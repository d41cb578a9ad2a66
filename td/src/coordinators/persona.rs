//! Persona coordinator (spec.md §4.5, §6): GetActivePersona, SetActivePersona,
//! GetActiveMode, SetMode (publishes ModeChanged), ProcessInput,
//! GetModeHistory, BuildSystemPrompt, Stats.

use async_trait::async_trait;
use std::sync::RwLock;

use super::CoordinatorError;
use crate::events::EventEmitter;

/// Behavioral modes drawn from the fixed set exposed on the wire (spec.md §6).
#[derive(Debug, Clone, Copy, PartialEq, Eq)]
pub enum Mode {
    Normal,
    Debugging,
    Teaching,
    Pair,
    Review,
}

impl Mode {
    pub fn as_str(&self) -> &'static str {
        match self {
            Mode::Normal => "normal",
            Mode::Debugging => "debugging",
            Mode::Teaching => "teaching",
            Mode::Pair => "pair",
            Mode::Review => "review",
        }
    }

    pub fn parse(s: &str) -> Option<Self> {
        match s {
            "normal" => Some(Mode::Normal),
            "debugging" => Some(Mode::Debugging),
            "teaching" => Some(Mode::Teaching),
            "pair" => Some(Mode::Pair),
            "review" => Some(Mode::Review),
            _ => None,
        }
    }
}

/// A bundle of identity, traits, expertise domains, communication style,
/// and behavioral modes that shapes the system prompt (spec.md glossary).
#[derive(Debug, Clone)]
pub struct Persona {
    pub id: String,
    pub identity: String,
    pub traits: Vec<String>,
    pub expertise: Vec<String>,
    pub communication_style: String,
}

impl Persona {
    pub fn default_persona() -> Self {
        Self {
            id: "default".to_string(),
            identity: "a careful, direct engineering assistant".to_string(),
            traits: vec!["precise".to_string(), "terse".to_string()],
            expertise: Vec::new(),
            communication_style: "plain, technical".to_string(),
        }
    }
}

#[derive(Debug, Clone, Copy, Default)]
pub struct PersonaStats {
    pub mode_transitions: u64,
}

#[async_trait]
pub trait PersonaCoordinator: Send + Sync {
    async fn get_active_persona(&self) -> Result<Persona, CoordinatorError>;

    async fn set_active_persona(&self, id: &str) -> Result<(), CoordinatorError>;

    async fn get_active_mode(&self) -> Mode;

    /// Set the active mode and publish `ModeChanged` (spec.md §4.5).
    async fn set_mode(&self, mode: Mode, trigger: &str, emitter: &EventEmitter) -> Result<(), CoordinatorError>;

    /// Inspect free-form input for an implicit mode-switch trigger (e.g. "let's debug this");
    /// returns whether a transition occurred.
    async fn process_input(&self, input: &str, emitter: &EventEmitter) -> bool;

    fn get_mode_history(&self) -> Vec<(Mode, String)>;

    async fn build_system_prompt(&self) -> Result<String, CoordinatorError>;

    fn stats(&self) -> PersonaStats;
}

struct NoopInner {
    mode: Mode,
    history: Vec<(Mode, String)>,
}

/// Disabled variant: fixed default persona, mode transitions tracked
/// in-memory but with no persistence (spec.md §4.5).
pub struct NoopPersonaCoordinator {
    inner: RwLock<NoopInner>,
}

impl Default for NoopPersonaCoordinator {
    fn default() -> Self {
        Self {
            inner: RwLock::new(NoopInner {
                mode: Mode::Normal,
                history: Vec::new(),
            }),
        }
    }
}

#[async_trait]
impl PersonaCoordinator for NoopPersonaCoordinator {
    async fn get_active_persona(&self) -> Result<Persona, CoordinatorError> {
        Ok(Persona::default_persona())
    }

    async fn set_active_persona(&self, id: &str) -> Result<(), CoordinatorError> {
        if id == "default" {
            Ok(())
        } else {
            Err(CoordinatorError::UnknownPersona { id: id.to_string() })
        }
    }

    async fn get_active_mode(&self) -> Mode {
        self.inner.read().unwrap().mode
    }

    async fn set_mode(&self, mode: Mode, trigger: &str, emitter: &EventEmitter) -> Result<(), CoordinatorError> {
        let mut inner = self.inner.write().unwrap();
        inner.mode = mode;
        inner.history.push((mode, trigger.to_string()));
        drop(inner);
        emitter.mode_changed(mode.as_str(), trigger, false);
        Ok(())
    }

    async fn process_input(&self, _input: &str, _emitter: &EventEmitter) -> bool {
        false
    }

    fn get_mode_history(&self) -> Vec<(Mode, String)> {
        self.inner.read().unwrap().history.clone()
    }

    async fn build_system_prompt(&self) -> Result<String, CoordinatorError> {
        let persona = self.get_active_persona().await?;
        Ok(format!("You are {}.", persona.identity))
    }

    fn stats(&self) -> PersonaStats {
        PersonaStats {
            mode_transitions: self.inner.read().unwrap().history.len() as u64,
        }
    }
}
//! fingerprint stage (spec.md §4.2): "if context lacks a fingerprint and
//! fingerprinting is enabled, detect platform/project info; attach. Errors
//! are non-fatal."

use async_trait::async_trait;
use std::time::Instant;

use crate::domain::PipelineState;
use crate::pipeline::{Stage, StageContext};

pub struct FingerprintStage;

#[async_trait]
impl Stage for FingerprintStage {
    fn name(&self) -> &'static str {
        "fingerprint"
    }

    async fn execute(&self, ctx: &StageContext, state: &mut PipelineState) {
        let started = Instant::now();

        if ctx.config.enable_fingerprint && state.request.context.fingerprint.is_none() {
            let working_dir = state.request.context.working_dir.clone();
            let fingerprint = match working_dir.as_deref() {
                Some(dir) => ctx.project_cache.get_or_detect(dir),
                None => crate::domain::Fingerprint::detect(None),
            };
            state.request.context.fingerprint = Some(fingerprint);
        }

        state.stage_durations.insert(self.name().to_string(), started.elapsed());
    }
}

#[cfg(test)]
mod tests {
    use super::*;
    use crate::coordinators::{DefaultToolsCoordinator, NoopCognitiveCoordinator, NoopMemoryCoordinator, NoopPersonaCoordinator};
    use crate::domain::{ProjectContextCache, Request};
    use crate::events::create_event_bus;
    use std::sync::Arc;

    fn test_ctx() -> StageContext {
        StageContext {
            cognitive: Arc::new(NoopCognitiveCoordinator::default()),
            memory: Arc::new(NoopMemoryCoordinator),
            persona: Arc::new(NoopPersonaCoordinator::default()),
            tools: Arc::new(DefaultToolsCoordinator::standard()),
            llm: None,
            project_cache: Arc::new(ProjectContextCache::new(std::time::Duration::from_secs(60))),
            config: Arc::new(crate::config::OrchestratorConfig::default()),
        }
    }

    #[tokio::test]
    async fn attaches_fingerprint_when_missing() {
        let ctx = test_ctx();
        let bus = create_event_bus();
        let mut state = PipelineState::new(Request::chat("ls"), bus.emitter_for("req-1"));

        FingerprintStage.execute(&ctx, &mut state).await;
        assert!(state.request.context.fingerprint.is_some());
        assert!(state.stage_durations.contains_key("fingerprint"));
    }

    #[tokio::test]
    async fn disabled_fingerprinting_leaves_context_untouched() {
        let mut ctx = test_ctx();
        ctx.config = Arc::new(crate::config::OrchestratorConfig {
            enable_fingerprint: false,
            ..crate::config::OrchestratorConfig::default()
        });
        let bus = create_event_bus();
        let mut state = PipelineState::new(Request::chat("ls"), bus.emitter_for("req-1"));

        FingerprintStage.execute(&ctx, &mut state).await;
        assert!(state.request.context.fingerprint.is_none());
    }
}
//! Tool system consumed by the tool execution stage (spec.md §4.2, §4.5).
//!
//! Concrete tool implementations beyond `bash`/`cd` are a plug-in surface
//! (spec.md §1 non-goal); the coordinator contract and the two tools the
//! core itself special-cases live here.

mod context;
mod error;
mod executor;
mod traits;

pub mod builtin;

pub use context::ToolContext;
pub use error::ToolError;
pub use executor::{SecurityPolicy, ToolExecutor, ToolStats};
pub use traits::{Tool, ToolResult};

· · · · · · ·

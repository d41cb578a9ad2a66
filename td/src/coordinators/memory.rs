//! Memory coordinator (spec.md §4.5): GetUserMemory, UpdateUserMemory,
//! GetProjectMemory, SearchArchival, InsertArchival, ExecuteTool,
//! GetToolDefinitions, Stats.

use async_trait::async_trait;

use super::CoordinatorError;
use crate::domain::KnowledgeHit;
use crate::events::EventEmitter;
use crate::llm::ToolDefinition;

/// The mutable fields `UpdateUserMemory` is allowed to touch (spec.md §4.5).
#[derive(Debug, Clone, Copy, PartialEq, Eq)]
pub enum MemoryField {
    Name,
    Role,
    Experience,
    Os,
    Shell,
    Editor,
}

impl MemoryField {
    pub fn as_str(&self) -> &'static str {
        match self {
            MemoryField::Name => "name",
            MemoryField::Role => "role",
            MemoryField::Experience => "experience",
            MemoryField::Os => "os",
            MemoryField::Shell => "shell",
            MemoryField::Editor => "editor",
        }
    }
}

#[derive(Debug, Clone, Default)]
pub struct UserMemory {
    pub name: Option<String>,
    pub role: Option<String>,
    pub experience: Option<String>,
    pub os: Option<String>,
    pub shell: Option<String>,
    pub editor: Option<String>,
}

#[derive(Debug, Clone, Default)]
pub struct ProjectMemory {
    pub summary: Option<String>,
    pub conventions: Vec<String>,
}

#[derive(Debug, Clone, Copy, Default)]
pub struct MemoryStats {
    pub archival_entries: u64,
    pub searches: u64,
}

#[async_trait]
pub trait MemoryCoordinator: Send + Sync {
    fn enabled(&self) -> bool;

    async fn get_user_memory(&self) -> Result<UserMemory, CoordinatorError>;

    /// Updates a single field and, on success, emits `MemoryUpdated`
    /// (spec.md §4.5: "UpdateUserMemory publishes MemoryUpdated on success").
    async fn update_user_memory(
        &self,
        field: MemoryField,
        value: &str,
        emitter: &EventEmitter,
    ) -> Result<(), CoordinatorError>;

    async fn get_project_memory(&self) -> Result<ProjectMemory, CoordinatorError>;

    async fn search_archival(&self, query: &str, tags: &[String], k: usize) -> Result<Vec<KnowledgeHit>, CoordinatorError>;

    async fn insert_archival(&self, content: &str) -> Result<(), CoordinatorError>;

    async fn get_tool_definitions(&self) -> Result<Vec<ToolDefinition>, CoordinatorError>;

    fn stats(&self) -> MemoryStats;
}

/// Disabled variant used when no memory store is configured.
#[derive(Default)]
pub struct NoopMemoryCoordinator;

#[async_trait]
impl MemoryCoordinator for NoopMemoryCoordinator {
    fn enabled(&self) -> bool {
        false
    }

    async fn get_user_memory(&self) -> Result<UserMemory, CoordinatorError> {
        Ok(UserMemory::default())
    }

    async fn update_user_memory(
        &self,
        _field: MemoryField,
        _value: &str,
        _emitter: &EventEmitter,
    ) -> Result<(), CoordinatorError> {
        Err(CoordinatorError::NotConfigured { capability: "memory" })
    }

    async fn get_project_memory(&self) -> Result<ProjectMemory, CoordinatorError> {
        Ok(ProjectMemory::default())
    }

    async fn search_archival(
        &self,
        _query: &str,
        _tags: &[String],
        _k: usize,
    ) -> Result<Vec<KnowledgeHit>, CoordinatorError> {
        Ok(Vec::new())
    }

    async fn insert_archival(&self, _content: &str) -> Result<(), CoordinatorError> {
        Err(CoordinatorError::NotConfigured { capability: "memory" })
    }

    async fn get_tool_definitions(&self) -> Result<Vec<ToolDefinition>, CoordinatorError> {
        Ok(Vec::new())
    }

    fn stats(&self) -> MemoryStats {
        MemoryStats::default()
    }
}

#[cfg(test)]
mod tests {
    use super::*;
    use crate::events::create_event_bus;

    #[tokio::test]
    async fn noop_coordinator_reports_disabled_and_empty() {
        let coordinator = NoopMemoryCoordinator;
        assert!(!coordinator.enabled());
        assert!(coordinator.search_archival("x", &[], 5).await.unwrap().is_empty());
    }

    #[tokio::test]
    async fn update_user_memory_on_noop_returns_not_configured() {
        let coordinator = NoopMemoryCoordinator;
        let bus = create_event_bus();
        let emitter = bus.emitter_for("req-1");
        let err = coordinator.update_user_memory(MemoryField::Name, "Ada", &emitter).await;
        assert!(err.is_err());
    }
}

· · · · · · ·

TASK TO CARRY OUT »
Your answer should consist of every line from the entries that holds "Review".

RESPONSE TO THE TASK »
    Review,
            Mode::Review => "review",
            "review" => Some(Mode::Review),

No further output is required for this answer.